Amanpour wrote in a reporter’s notebook on ABC’s website that she left for the Presidential Palace after being granted an interview with new Vice President Omar Suleiman. Amanpour, who worked at CNN before joining ABC last year, wasn’t available to talk about the experience, a network spokeswoman said.

While ABC’s camera crew was setting up for the Suleiman interview, Amanpour asked to see Mubarak, whom she had interviewed in the past.

“Within what seemed like just minutes, I was whisked into a reception room where he was waiting,” she wrote. “He greeted me warmly, and we started to talk. He looked tired, but well.”

Mubarak, in power for nearly three decades, has been under heavy pressure from demonstrators to leave office, and everyday life in Cairo has been turned upside down by the largest anti-government protests in Egypt in decades. He told Amanpour that he’d like to leave office now but fears the country would sink deeper into chaos. He blamed an outlawed opposition group for the violence, with protesters and government supporters engaged in rock-throwing battles.

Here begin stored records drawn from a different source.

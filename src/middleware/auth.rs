use crate::error::AppError;
use crate::models::User;
use crate::services::{AuthService, UserService};
use crate::utils::auth::{extract_bearer_token, verify_jwt};
use crate::AppState;
use actix_web::{
    dev::{forward_ready, Service, ServiceRequest, ServiceResponse, Transform},
    error::Error as ActixError,
    http::header,
    web, HttpMessage,
};
use futures::future::{ready, LocalBoxFuture, Ready};
use std::rc::Rc;

/// The signed-in account, placed in request extensions by the middleware.
#[derive(Clone)]
pub struct AuthUser {
    pub user: User,
}

impl AuthUser {
    pub fn id(&self) -> &str {
        &self.user.id
    }
}

impl std::ops::Deref for AuthUser {
    type Target = User;

    fn deref(&self) -> &Self::Target {
        &self.user
    }
}

impl actix_web::FromRequest for AuthUser {
    type Error = AppError;
    type Future = Ready<Result<Self, Self::Error>>;

    fn from_request(req: &actix_web::HttpRequest, _: &mut actix_web::dev::Payload) -> Self::Future {
        let result = req
            .extensions()
            .get::<AuthUser>()
            .cloned()
            .ok_or_else(|| AppError::Unauthorized("Not authenticated".to_string()));

        ready(result)
    }
}

/// Bearer header first, then the `token` cookie.
fn request_token(req: &ServiceRequest) -> Option<String> {
    req.headers()
        .get(header::AUTHORIZATION)
        .and_then(|value| value.to_str().ok())
        .and_then(extract_bearer_token)
        .or_else(|| req.cookie("token").map(|c| c.value().to_string()))
}

async fn resolve_user(req: &ServiceRequest) -> Result<User, AppError> {
    let state = req
        .app_data::<web::Data<AppState>>()
        .ok_or_else(|| AppError::InternalServerError("App state not found".to_string()))?;

    let token = request_token(req)
        .ok_or_else(|| AppError::Unauthorized("Missing authorization token".to_string()))?;

    let claims = verify_jwt(&token, &state.config.webui_secret_key).map_err(|e| {
        tracing::debug!("JWT verification failed: {:?}", e);
        AppError::Unauthorized("Invalid or expired token".to_string())
    })?;

    if let Some(exp) = claims.exp {
        let now = chrono::Utc::now().timestamp();
        if now > exp {
            tracing::debug!("Token expired at {}, current time {}", exp, now);
            return Err(AppError::Unauthorized("Token expired".to_string()));
        }
    }

    let active = AuthService::new(&state.db)
        .get_auth_by_id(&claims.sub)
        .await?
        .map(|auth| auth.active)
        .unwrap_or(false);
    if !active {
        return Err(AppError::Unauthorized("Account is not active".to_string()));
    }

    UserService::new(&state.db)
        .get_user_by_id(&claims.sub)
        .await?
        .ok_or_else(|| AppError::Unauthorized("User not found".to_string()))
}

// Any signed-in account
pub struct AuthMiddleware;

impl<S, B> Transform<S, ServiceRequest> for AuthMiddleware
where
    S: Service<ServiceRequest, Response = ServiceResponse<B>, Error = ActixError> + 'static,
    S::Future: 'static,
    B: 'static,
{
    type Response = ServiceResponse<B>;
    type Error = ActixError;
    type InitError = ();
    type Transform = AuthMiddlewareService<S>;
    type Future = Ready<Result<Self::Transform, Self::InitError>>;

    fn new_transform(&self, service: S) -> Self::Future {
        ready(Ok(AuthMiddlewareService {
            service: Rc::new(service),
        }))
    }
}

pub struct AuthMiddlewareService<S> {
    service: Rc<S>,
}

impl<S, B> Service<ServiceRequest> for AuthMiddlewareService<S>
where
    S: Service<ServiceRequest, Response = ServiceResponse<B>, Error = ActixError> + 'static,
    S::Future: 'static,
    B: 'static,
{
    type Response = ServiceResponse<B>;
    type Error = ActixError;
    type Future = LocalBoxFuture<'static, Result<Self::Response, Self::Error>>;

    forward_ready!(service);

    fn call(&self, req: ServiceRequest) -> Self::Future {
        let service = self.service.clone();

        Box::pin(async move {
            let user = resolve_user(&req).await?;
            req.extensions_mut().insert(AuthUser { user });

            let res = service.call(req).await?;
            Ok(res)
        })
    }
}

// Signed-in account with the admin role
pub struct AdminMiddleware;

impl<S, B> Transform<S, ServiceRequest> for AdminMiddleware
where
    S: Service<ServiceRequest, Response = ServiceResponse<B>, Error = ActixError> + 'static,
    S::Future: 'static,
    B: 'static,
{
    type Response = ServiceResponse<B>;
    type Error = ActixError;
    type InitError = ();
    type Transform = AdminMiddlewareService<S>;
    type Future = Ready<Result<Self::Transform, Self::InitError>>;

    fn new_transform(&self, service: S) -> Self::Future {
        ready(Ok(AdminMiddlewareService {
            service: Rc::new(service),
        }))
    }
}

pub struct AdminMiddlewareService<S> {
    service: Rc<S>,
}

impl<S, B> Service<ServiceRequest> for AdminMiddlewareService<S>
where
    S: Service<ServiceRequest, Response = ServiceResponse<B>, Error = ActixError> + 'static,
    S::Future: 'static,
    B: 'static,
{
    type Response = ServiceResponse<B>;
    type Error = ActixError;
    type Future = LocalBoxFuture<'static, Result<Self::Response, Self::Error>>;

    forward_ready!(service);

    fn call(&self, req: ServiceRequest) -> Self::Future {
        let service = self.service.clone();

        Box::pin(async move {
            let user = resolve_user(&req).await?;

            if !user.is_admin() {
                return Err(AppError::Forbidden("Admin access required".to_string()).into());
            }

            req.extensions_mut().insert(AuthUser { user });

            let res = service.call(req).await?;
            Ok(res)
        })
    }
}
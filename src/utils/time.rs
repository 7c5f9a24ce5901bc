use chrono::Utc;

/// Returns current timestamp in seconds (Unix epoch)
pub fn current_timestamp_seconds() -> i64 {
    Utc::now().timestamp()
}

/// Returns current timestamp in milliseconds
pub fn current_timestamp_millis() -> i64 {
    Utc::now().timestamp_millis()
}
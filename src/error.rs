use actix_web::{
    cookie::{Cookie, SameSite},
    http::{header, StatusCode},
    HttpResponse, ResponseError,
};
use serde::{Deserialize, Serialize};
use thiserror::Error;

#[derive(Error, Debug)]
pub enum AppError {
    #[error("Database error: {0}")]
    Database(#[from] sqlx::Error),

    #[error("Validation error: {0}")]
    Validation(String),

    #[error("Not found: {0}")]
    NotFound(String),

    #[error("Unauthorized: {0}")]
    Unauthorized(String),

    #[error("Forbidden: {0}")]
    Forbidden(String),

    #[error("Bad request: {0}")]
    BadRequest(String),

    /// The store refused the operation because of its access policies.
    #[error("Access policy denied: {0}")]
    PolicyDenied(String),

    /// A required setting is missing; raised before any network call.
    #[error("Configuration error: {0}")]
    Config(String),

    #[error("Internal server error: {0}")]
    InternalServerError(String),

    #[error("JWT error: {0}")]
    Jwt(#[from] jsonwebtoken::errors::Error),

    #[error("Invalid credentials")]
    InvalidCredentials,

    #[error("IO error: {0}")]
    Io(#[from] std::io::Error),

    #[error("External service error: {0}")]
    ExternalServiceError(String),

    #[error("HTTP error: {0}")]
    Http(#[from] reqwest::Error),
}

#[derive(Serialize, Deserialize)]
pub struct ErrorResponse {
    pub detail: String,
}

impl AppError {
    /// Translate a store error, recognising access-policy denials so callers
    /// can show remediation instead of a generic failure.
    pub fn from_store(err: sqlx::Error, table: &str) -> AppError {
        if let Some(db_err) = err.as_database_error() {
            let code = db_err.code();
            if is_policy_denial(code.as_deref(), db_err.message()) {
                tracing::warn!("Store denied access to {}: {}", table, db_err.message());
                return AppError::policy_denied(table);
            }
        }
        AppError::Database(err)
    }

    pub fn policy_denied(table: &str) -> AppError {
        AppError::PolicyDenied(policy_remediation(table))
    }

    /// Status code and client-facing message. Server-side faults are logged here.
    pub fn status_and_detail(&self) -> (StatusCode, String) {
        match self {
            AppError::Database(ref e) => {
                tracing::error!("Database error: {:?}", e);
                (
                    StatusCode::INTERNAL_SERVER_ERROR,
                    "Database error".to_string(),
                )
            }
            AppError::Validation(ref e) => (StatusCode::BAD_REQUEST, e.clone()),
            AppError::NotFound(ref e) => (StatusCode::NOT_FOUND, e.clone()),
            AppError::Unauthorized(ref e) => (StatusCode::UNAUTHORIZED, e.clone()),
            AppError::Forbidden(ref e) => (StatusCode::FORBIDDEN, e.clone()),
            AppError::BadRequest(ref e) => (StatusCode::BAD_REQUEST, e.clone()),
            AppError::PolicyDenied(ref e) => (StatusCode::FORBIDDEN, e.clone()),
            AppError::Config(ref e) => {
                tracing::error!("Configuration error: {}", e);
                (StatusCode::INTERNAL_SERVER_ERROR, e.clone())
            }
            AppError::InternalServerError(ref e) => {
                tracing::error!("Internal server error: {:?}", e);
                (StatusCode::INTERNAL_SERVER_ERROR, e.clone())
            }
            AppError::Jwt(ref e) => {
                tracing::debug!("JWT error: {:?}", e);
                (StatusCode::UNAUTHORIZED, "Invalid token".to_string())
            }
            AppError::InvalidCredentials => (
                StatusCode::UNAUTHORIZED,
                "Invalid email or password".to_string(),
            ),
            AppError::Io(ref e) => {
                tracing::error!("IO error: {:?}", e);
                (StatusCode::INTERNAL_SERVER_ERROR, "IO error".to_string())
            }
            AppError::ExternalServiceError(ref e) => {
                tracing::error!("External service error: {:?}", e);
                (StatusCode::BAD_GATEWAY, e.clone())
            }
            AppError::Http(ref e) => {
                tracing::error!("HTTP error: {:?}", e);
                (StatusCode::BAD_GATEWAY, "HTTP request failed".to_string())
            }
        }
    }
}

impl ResponseError for AppError {
    fn error_response(&self) -> HttpResponse {
        let (status, error_message) = self.status_and_detail();

        let body = ErrorResponse {
            detail: error_message,
        };

        // CORS headers come from the Cors wrapper, which maps them onto
        // error responses as well
        let mut response_builder = HttpResponse::build(status);

        if matches!(
            self,
            AppError::Unauthorized(_) | AppError::Jwt(_) | AppError::InvalidCredentials
        ) {
            response_builder.insert_header((header::SET_COOKIE, clear_token_cookie().to_string()));
        }

        response_builder.json(body)
    }

    fn status_code(&self) -> StatusCode {
        match self {
            AppError::Database(_) => StatusCode::INTERNAL_SERVER_ERROR,
            AppError::Validation(_) => StatusCode::BAD_REQUEST,
            AppError::NotFound(_) => StatusCode::NOT_FOUND,
            AppError::Unauthorized(_) => StatusCode::UNAUTHORIZED,
            AppError::Forbidden(_) => StatusCode::FORBIDDEN,
            AppError::BadRequest(_) => StatusCode::BAD_REQUEST,
            AppError::PolicyDenied(_) => StatusCode::FORBIDDEN,
            AppError::Config(_) => StatusCode::INTERNAL_SERVER_ERROR,
            AppError::InternalServerError(_) => StatusCode::INTERNAL_SERVER_ERROR,
            AppError::Jwt(_) => StatusCode::UNAUTHORIZED,
            AppError::InvalidCredentials => StatusCode::UNAUTHORIZED,
            AppError::Io(_) => StatusCode::INTERNAL_SERVER_ERROR,
            AppError::ExternalServiceError(_) => StatusCode::BAD_GATEWAY,
            AppError::Http(_) => StatusCode::BAD_GATEWAY,
        }
    }
}

pub type AppResult<T> = Result<T, AppError>;

/// Expired cookie used to drop the session on auth failures and sign-out.
pub fn clear_token_cookie() -> Cookie<'static> {
    let mut token_cookie = Cookie::new("token", "");
    token_cookie.set_http_only(true);
    token_cookie.set_same_site(SameSite::None);
    token_cookie.set_secure(true);
    token_cookie.set_path("/");
    token_cookie.set_max_age(time::Duration::seconds(-1));
    token_cookie
}

/// Recognises denials by SQLSTATE 42501 (insufficient privilege), SQLite
/// READONLY/AUTH result codes, or row-level-security wording.
pub fn is_policy_denial(code: Option<&str>, message: &str) -> bool {
    if let Some(code) = code {
        // 8 = SQLITE_READONLY, 23 = SQLITE_AUTH; extended codes keep the low byte
        let sqlite_primary = code.parse::<i32>().ok().map(|c| c & 0xff);
        if code == "42501" || matches!(sqlite_primary, Some(8) | Some(23)) {
            return true;
        }
    }

    let message = message.to_lowercase();
    message.contains("row-level security")
        || message.contains("permission denied")
        || message.contains("readonly database")
        || message.contains("not authorized")
}

fn policy_remediation(table: &str) -> String {
    format!(
        "The data store refused this operation on `{}` because of its access policies. \
         Make sure the admin role is allowed to read, write and delete rows in that table \
         (row-level security policies or database file permissions), then try again.",
        table
    )
}

pub fn is_unique_violation(err: &sqlx::Error) -> bool {
    err.as_database_error()
        .map(|db_err| db_err.is_unique_violation())
        .unwrap_or(false)
}

#[cfg(test)]
mod tests {
    use super::*;

    #[test]
    fn test_policy_denial_detection() {
        assert!(is_policy_denial(Some("42501"), "insufficient privilege"));
        assert!(is_policy_denial(Some("8"), "attempt to write a readonly database"));
        assert!(is_policy_denial(Some("1032"), "attempt to write a readonly database"));
        assert!(is_policy_denial(
            None,
            "new row violates row-level security policy for table \"customer_inquiries\""
        ));
        assert!(!is_policy_denial(Some("2067"), "UNIQUE constraint failed"));
        assert!(!is_policy_denial(None, "connection reset by peer"));
    }

    #[test]
    fn test_status_mapping() {
        let (status, detail) = AppError::PolicyDenied("fix the policy".into()).status_and_detail();
        assert_eq!(status, StatusCode::FORBIDDEN);
        assert_eq!(detail, "fix the policy");

        let (status, _) = AppError::Config("missing key".into()).status_and_detail();
        assert_eq!(status, StatusCode::INTERNAL_SERVER_ERROR);

        let (status, _) = AppError::NotFound("Inquiry not found".into()).status_and_detail();
        assert_eq!(status, StatusCode::NOT_FOUND);
    }

    #[test]
    fn test_error_response_leaves_cors_to_wrapper() {
        let resp = AppError::Unauthorized("No token".into()).error_response();
        assert_eq!(resp.status(), StatusCode::UNAUTHORIZED);
        assert!(resp
            .headers()
            .get(header::ACCESS_CONTROL_ALLOW_ORIGIN)
            .is_none());
        assert!(resp.headers().get(header::SET_COOKIE).is_some());
    }
}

Amanpour’s interview was off camera. She said she asked Mubarak after the conversation whether she could report on it and he said yes.

Because of Mubarak’s supporters, Amanpour almost didn’t make it to the Presidential Palace. She was caught up in the menacing atmosphere that many journalists _ including herself the day before _ have been facing in reporting on the country’s unrest. Her car was stopped by traffic in a neighborhood where pro-Mubarak demonstrators had set up checkpoints, and it was surrounded by an angry mob, she wrote.

To get through took about an hour’s negotiation, ended only when she showed a soldier official papers confirming her interview with Suleiman, she said.

“Nobody was hurt and nobody was attacked,” she wrote, “but it was clearly an uncertain and unsettling hour.”